[Stored records]
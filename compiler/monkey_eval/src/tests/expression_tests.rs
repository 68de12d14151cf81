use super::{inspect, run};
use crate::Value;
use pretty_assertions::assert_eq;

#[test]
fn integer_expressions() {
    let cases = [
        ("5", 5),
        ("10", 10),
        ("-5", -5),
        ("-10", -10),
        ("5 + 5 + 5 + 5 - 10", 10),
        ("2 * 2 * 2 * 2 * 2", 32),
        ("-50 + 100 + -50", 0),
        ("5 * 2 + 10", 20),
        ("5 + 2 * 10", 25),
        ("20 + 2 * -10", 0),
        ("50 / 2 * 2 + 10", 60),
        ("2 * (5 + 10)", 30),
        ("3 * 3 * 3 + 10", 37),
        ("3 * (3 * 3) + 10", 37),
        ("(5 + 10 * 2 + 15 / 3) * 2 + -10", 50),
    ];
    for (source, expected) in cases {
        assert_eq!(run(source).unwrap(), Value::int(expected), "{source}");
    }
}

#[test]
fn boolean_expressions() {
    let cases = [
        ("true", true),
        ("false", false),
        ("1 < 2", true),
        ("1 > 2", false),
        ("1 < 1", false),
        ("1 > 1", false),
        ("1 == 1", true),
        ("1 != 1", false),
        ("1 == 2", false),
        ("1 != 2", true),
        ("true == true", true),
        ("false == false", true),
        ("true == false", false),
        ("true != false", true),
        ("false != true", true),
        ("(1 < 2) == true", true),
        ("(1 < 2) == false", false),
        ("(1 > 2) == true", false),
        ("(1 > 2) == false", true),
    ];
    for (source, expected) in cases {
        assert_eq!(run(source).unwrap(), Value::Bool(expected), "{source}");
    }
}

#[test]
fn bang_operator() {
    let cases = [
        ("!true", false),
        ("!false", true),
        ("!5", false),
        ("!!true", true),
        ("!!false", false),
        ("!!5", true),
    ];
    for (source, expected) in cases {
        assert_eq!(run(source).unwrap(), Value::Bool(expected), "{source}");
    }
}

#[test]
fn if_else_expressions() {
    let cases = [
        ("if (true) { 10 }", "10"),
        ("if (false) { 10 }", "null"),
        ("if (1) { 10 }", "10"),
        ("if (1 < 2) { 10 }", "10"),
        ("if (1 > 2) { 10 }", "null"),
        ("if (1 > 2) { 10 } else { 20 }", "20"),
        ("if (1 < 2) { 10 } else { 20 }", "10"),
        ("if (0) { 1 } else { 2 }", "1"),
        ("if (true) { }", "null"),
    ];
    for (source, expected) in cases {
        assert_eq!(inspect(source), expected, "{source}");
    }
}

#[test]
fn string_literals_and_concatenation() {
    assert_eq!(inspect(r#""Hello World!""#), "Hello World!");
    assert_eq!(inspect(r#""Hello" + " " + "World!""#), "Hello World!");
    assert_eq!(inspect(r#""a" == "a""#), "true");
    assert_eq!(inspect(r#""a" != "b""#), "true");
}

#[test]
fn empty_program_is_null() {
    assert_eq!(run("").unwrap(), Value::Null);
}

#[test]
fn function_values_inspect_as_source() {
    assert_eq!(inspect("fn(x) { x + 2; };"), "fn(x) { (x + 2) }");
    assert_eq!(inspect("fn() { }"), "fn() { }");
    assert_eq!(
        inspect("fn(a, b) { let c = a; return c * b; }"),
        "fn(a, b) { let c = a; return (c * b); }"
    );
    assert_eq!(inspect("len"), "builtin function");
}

● **DIRECTIONS**
Repeat all of the records exactly.

● **OUTPUT**
filename compiler/monkey_eval/src/tests/expression_tests.rs
repository 68de12d14151cf81
use super::{inspect, run};
use crate::Value;
use pretty_assertions::assert_eq;

#[test]
fn integer_expressions() {
    let cases = [
        ("5", 5),
        ("10", 10),
        ("-5", -5),
        ("-10", -10),
        ("5 + 5 + 5 + 5 - 10", 10),
        ("2 * 2 * 2 * 2 * 2", 32),
        ("-50 + 100 + -50", 0),
        ("5 * 2 + 10", 20),
        ("5 + 2 * 10", 25),
        ("20 + 2 * -10", 0),
        ("50 / 2 * 2 + 10", 60),
        ("2 * (5 + 10)", 30),
        ("3 * 3 * 3 + 10", 37),
        ("3 * (3 * 3) + 10", 37),
        ("(5 + 10 * 2 + 15 / 3) * 2 + -10", 50),
    ];
    for (source, expected) in cases {
        assert_eq!(run(source).unwrap(), Value::int(expected), "{source}");
    }
}

#[test]
fn boolean_expressions() {
    let cases = [
        ("true", true),
        ("false", false),
        ("1 < 2", true),
        ("1 > 2", false),
        ("1 < 1", false),
        ("1 > 1", false),
        ("1 == 1", true),
        ("1 != 1", false),
        ("1 == 2", false),
        ("1 != 2", true),
        ("true == true", true),
        ("false == false", true),
        ("true == false", false),
        ("true != false", true),
        ("false != true", true),
        ("(1 < 2) == true", true),
        ("(1 < 2) == false", false),
        ("(1 > 2) == true", false),
        ("(1 > 2) == false", true),
    ];
    for (source, expected) in cases {
        assert_eq!(run(source).unwrap(), Value::Bool(expected), "{source}");
    }
}

#[test]
fn bang_operator() {
    let cases = [
        ("!true", false),
        ("!false", true),
        ("!5", false),
        ("!!true", true),
        ("!!false", false),
        ("!!5", true),
    ];
    for (source, expected) in cases {
        assert_eq!(run(source).unwrap(), Value::Bool(expected), "{source}");
    }
}

#[test]
fn if_else_expressions() {
    let cases = [
        ("if (true) { 10 }", "10"),
        ("if (false) { 10 }", "null"),
        ("if (1) { 10 }", "10"),
        ("if (1 < 2) { 10 }", "10"),
        ("if (1 > 2) { 10 }", "null"),
        ("if (1 > 2) { 10 } else { 20 }", "20"),
        ("if (1 < 2) { 10 } else { 20 }", "10"),
        ("if (0) { 1 } else { 2 }", "1"),
        ("if (true) { }", "null"),
    ];
    for (source, expected) in cases {
        assert_eq!(inspect(source), expected, "{source}");
    }
}

#[test]
fn string_literals_and_concatenation() {
    assert_eq!(inspect(r#""Hello World!""#), "Hello World!");
    assert_eq!(inspect(r#""Hello" + " " + "World!""#), "Hello World!");
    assert_eq!(inspect(r#""a" == "a""#), "true");
    assert_eq!(inspect(r#""a" != "b""#), "true");
}

#[test]
fn empty_program_is_null() {
    assert_eq!(run("").unwrap(), Value::Null);
}

#[test]
fn function_values_inspect_as_source() {
    assert_eq!(inspect("fn(x) { x + 2; };"), "fn(x) { (x + 2) }");
    assert_eq!(inspect("fn() { }"), "fn() { }");
    assert_eq!(
        inspect("fn(a, b) { let c = a; return c * b; }"),
        "fn(a, b) { let c = a; return (c * b); }"
    );
    assert_eq!(inspect("len"), "builtin function");
}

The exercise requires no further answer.